## What the task asks
Until you reach the line containing "use anchor_day::validate::SignUpForm;", reproduce each line of the listing exactly, please, and include that line as well.

## Data for review

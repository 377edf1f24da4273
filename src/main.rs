//! anchor CLI: operate an anchor-day database from the terminal.

use std::path::PathBuf;

use chrono::NaiveDate;
use clap::{Parser, Subcommand};
use miette::{IntoDiagnostic, Result};

use anchor_day::config::AppConfig;
use anchor_day::model::{AnchorTaskPatch, DailyLogWithTasks, EnergyLevel};
use anchor_day::paths::AppPaths;
use anchor_day::planner::Planner;
use anchor_day::seeds::{SeedRegistry, SeedSource, dopamine_item_count};
use anchor_day::validate::SignUpForm;

#[derive(Parser)]
#[command(name = "anchor", version, about = "Energy-aware daily planner")]
struct Cli {
    /// Keep config, data and state under this directory instead of the XDG dirs.
    #[arg(long, global = true)]
    data_dir: Option<PathBuf>,

    #[command(subcommand)]
    command: Commands,
}

#[derive(Subcommand)]
enum Commands {
    /// Create the directories, a default config file and the database.
    Init,

    /// Apply seed packs (the configured ones when none are named).
    Seed {
        /// Pack ids, e.g. `initial-user playbook anchors`.
        packs: Vec<String>,

        /// List available packs instead of applying.
        #[arg(long)]
        list: bool,
    },

    /// Manage user accounts.
    User {
        #[command(subcommand)]
        action: UserAction,
    },

    /// Manage a user's anchor tasks.
    Anchors {
        #[command(subcommand)]
        action: AnchorAction,
    },

    /// Record the energy level for a day.
    Log {
        #[arg(long)]
        email: String,

        /// low, medium or high.
        #[arg(long)]
        energy: String,

        /// Defaults to today.
        #[arg(long)]
        date: Option<NaiveDate>,
    },

    /// Show a day's log and checklist.
    Today {
        #[arg(long)]
        email: String,

        #[arg(long)]
        date: Option<NaiveDate>,
    },

    /// Show paths and row counts.
    Info,

    /// How to start the web server.
    Serve,
}

#[derive(Subcommand)]
enum UserAction {
    /// Create an account.
    Create {
        #[arg(long)]
        email: String,
        #[arg(long)]
        password: String,
        #[arg(long)]
        name: Option<String>,
    },
}

#[derive(Subcommand)]
enum AnchorAction {
    /// Add an anchor task.
    Add {
        #[arg(long)]
        email: String,
        /// Task name.
        name: String,
        #[arg(long)]
        description: Option<String>,
    },
    /// List anchor tasks.
    List {
        #[arg(long)]
        email: String,
        /// Include deactivated tasks.
        #[arg(long)]
        all: bool,
    },
    /// Flip a task between active and inactive.
    Toggle {
        #[arg(long)]
        email: String,
        /// Anchor task id.
        id: i64,
    },
}

fn main() -> Result<()> {
    miette::set_hook(Box::new(|_| {
        Box::new(
            miette::MietteHandlerOpts::new()
                .terminal_links(true)
                .unicode(true)
                .context_lines(3)
                .build(),
        )
    }))
    .ok();

    tracing_subscriber::fmt()
        .with_env_filter(
            tracing_subscriber::EnvFilter::try_from_default_env()
                .unwrap_or_else(|_| tracing_subscriber::EnvFilter::new("info")),
        )
        .with_writer(std::io::stderr)
        .init();

    let cli = Cli::parse();

    let paths = match &cli.data_dir {
        Some(dir) => AppPaths::rooted(dir),
        None => AppPaths::resolve()?,
    };
    paths.ensure_dirs()?;

    let config_file = paths.config_file();
    let mut config = AppConfig::load_or_default(&config_file)?;
    config.apply_env()?;

    match cli.command {
        Commands::Init => {
            if !config_file.exists() {
                config.save(&config_file)?;
                println!("Wrote default config to {}", config_file.display());
            }
            let planner = Planner::from_config(&config, &paths)?;
            let db = config.database_path(&paths);
            println!("Initialized anchor-day database at {}", db.display());
            print_counts(&planner)?;
        }

        Commands::Seed { packs, list } => {
            let registry = SeedRegistry::discover(&paths.seeds_dir());
            if list {
                println!("Available seed packs:");
                for pack in registry.list() {
                    let source = match &pack.source {
                        SeedSource::Bundled => "bundled".to_string(),
                        SeedSource::External(path) => path.display().to_string(),
                    };
                    println!(
                        "  {} v{} ({source}): {} [{} users, {} playbook items ({} dopamine), {} anchor tasks, {} goals]",
                        pack.id,
                        pack.version,
                        pack.description,
                        pack.users.len(),
                        pack.playbook.len(),
                        dopamine_item_count(pack),
                        pack.anchor_tasks.len(),
                        pack.goals.len(),
                    );
                }
                return Ok(());
            }

            let packs = if packs.is_empty() {
                config.seed_packs.clone()
            } else {
                packs
            };
            let planner = Planner::from_config(&config, &paths)?;
            for report in planner.apply_seeds(&registry, &packs)? {
                if report.already_applied {
                    println!("{}: already applied", report.id);
                } else {
                    println!(
                        "{}: {} rows applied, {} skipped",
                        report.id, report.rows_applied, report.rows_skipped
                    );
                }
            }
        }

        Commands::User { action } => match action {
            UserAction::Create {
                email,
                password,
                name,
            } => {
                let planner = Planner::from_config(&config, &paths)?;
                let user = planner.create_user(&SignUpForm {
                    email,
                    password,
                    name,
                })?;
                println!("Created user {} <{}>", user.id, user.email);
            }
        },

        Commands::Anchors { action } => {
            let planner = Planner::from_config(&config, &paths)?;
            match action {
                AnchorAction::Add {
                    email,
                    name,
                    description,
                } => {
                    let user = planner.user_by_email(&email)?;
                    let task =
                        planner.create_anchor_task(user.id, &name, description.as_deref())?;
                    println!("Added anchor task {}: {}", task.id, task.task_name);
                }
                AnchorAction::List { email, all } => {
                    let user = planner.user_by_email(&email)?;
                    let tasks = planner.list_anchor_tasks(user.id, all)?;
                    if tasks.is_empty() {
                        println!("No anchor tasks.");
                    }
                    for task in &tasks {
                        let state = if task.is_active { "" } else { " (inactive)" };
                        match &task.description {
                            Some(d) => println!("  {:>4}  {}{state}: {d}", task.id, task.task_name),
                            None => println!("  {:>4}  {}{state}", task.id, task.task_name),
                        }
                    }
                }
                AnchorAction::Toggle { email, id } => {
                    let user = planner.user_by_email(&email)?;
                    let current = planner.store().anchor_task(user.id, id)?;
                    let task = planner.update_anchor_task(
                        user.id,
                        id,
                        &AnchorTaskPatch {
                            is_active: Some(!current.is_active),
                            ..Default::default()
                        },
                    )?;
                    let state = if task.is_active { "active" } else { "inactive" };
                    println!("{} is now {state}", task.task_name);
                }
            }
        }

        Commands::Log {
            email,
            energy,
            date,
        } => {
            let planner = Planner::from_config(&config, &paths)?;
            let user = planner.user_by_email(&email)?;
            let level: EnergyLevel = energy.parse()?;
            let date = date.unwrap_or_else(|| planner.today());
            let outcome = planner.set_energy_on(user.id, date, level)?;
            if outcome.created {
                println!(
                    "Energy level set to {level} for {date} ({} anchor tasks on today's checklist).",
                    outcome.statuses_created
                );
            } else {
                println!("Energy level set to {level} for {date}.");
            }
        }

        Commands::Today { email, date } => {
            let planner = Planner::from_config(&config, &paths)?;
            let user = planner.user_by_email(&email)?;
            let date = date.unwrap_or_else(|| planner.today());
            match planner.store().daily_log_with_tasks(user.id, date)? {
                Some(day) => print_day(&day),
                None => println!("No log for {date} yet."),
            }
        }

        Commands::Info => {
            let planner = Planner::from_config(&config, &paths)?;
            println!("Config:   {}", config_file.display());
            println!("Database: {}", config.database_path(&paths).display());
            println!("Seeds:    {}", paths.seeds_dir().display());
            print_counts(&planner)?;
        }

        Commands::Serve => {
            println!(
                "Run `anchord` to start the web server on {}.",
                config.listen_addr()
            );
        }
    }

    Ok(())
}

fn print_counts(planner: &Planner) -> Result<()> {
    for (table, count) in planner.store().table_counts().into_diagnostic()? {
        println!("  {table:<26} {count}");
    }
    Ok(())
}

fn print_day(day: &DailyLogWithTasks) {
    println!(
        "{}: {} energy, {}/{} anchor tasks done",
        day.log.log_date,
        day.log.energy_level,
        day.completed_count(),
        day.tasks.len()
    );
    for task in &day.tasks {
        let mark = if task.is_completed { "x" } else { " " };
        println!("  [{mark}] {:>4}  {}", task.status_id, task.task_name);
    }
}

## Written reply
repository 377edf1f24da4273
filename src/main.rs
//! anchor CLI: operate an anchor-day database from the terminal.

use std::path::PathBuf;

use chrono::NaiveDate;
use clap::{Parser, Subcommand};
use miette::{IntoDiagnostic, Result};

use anchor_day::config::AppConfig;
use anchor_day::model::{AnchorTaskPatch, DailyLogWithTasks, EnergyLevel};
use anchor_day::paths::AppPaths;
use anchor_day::planner::Planner;
use anchor_day::seeds::{SeedRegistry, SeedSource, dopamine_item_count};
use anchor_day::validate::SignUpForm;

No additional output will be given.